**WHAT IS NEEDED:**
Every line below containing the word "warn" should be found and copied.

※ ※ ※

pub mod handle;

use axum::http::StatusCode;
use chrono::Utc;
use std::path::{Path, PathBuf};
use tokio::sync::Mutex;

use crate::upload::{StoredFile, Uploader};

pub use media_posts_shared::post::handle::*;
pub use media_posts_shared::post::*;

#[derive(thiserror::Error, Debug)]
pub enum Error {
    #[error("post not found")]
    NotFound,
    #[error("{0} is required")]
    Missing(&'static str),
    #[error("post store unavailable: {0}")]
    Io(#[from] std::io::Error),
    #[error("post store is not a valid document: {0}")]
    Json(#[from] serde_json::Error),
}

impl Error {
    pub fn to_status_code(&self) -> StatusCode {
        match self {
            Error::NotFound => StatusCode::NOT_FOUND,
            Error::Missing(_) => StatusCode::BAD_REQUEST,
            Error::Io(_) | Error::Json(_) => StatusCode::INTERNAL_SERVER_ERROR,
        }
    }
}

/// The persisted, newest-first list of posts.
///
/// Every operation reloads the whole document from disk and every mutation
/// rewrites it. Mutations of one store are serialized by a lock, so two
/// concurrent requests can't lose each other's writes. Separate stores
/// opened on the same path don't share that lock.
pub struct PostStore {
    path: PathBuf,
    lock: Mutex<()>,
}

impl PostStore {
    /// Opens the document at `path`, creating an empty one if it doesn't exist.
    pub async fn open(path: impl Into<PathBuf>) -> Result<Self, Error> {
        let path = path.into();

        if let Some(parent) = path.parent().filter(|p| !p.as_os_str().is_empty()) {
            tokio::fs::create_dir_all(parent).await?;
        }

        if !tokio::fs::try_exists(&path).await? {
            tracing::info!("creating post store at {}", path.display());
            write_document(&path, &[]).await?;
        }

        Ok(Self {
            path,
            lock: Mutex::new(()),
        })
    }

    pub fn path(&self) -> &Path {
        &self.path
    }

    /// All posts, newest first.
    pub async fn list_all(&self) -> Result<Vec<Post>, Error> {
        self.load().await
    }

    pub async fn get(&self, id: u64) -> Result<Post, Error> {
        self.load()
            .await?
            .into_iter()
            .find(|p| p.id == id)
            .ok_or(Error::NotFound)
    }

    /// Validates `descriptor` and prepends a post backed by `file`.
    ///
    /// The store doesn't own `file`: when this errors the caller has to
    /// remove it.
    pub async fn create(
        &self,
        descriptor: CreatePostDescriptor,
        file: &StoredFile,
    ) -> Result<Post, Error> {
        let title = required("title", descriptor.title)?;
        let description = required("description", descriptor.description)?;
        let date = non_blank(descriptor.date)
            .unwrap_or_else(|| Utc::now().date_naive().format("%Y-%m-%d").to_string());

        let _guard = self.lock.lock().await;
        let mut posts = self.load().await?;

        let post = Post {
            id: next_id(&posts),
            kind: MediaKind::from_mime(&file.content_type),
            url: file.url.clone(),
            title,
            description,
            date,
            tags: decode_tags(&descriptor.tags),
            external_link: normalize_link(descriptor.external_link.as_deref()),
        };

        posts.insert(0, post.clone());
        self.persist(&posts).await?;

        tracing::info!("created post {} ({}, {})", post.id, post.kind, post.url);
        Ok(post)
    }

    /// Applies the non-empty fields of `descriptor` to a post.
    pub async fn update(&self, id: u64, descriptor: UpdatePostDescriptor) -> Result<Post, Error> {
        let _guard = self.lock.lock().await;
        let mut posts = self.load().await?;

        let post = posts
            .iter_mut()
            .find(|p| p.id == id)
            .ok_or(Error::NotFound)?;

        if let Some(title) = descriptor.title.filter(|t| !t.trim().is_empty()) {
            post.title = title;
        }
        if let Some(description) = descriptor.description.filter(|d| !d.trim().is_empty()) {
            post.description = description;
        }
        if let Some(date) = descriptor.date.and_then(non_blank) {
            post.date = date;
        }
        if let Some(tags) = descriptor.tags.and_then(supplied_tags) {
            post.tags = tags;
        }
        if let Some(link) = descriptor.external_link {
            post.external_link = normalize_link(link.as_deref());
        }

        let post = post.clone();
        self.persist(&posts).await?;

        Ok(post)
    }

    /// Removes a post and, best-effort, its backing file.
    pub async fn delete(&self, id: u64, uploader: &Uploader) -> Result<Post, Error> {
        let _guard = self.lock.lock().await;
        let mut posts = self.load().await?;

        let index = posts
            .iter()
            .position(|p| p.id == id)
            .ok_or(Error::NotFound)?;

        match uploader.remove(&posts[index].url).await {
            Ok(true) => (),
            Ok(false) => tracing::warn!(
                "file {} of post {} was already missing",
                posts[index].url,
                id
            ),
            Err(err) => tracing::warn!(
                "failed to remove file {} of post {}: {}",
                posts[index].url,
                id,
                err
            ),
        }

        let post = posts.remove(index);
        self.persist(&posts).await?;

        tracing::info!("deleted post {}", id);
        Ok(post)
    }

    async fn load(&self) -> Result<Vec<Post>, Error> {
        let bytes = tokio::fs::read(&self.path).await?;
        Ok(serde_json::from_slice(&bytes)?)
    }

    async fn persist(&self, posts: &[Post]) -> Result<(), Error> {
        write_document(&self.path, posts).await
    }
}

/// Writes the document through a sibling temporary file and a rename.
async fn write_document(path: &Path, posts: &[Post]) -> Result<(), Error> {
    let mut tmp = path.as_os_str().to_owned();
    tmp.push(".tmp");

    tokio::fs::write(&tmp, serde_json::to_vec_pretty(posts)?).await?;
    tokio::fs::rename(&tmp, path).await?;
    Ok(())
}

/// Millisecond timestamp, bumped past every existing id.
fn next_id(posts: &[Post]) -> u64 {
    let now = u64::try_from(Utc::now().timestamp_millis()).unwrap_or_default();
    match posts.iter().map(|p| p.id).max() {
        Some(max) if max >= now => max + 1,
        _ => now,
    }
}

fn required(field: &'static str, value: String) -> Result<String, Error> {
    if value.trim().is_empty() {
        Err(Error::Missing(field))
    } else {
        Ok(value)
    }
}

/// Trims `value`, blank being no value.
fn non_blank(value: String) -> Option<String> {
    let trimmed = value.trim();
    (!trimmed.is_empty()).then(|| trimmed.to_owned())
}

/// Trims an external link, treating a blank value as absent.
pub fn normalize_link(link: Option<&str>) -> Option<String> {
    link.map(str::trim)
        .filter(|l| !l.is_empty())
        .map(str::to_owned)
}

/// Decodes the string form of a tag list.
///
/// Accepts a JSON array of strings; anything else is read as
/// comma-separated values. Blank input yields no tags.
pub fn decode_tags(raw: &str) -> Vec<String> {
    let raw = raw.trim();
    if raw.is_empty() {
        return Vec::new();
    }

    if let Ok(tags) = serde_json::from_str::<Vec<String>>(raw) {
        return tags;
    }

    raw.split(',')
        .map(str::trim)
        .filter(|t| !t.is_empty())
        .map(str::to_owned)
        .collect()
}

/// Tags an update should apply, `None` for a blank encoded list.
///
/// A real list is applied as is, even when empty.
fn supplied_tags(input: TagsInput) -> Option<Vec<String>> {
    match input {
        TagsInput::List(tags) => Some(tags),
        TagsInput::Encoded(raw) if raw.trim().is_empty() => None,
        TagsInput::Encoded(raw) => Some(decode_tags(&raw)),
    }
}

※ ※ ※

**PROBLEM SOLUTION:**
            Ok(false) => tracing::warn!(
            Err(err) => tracing::warn!(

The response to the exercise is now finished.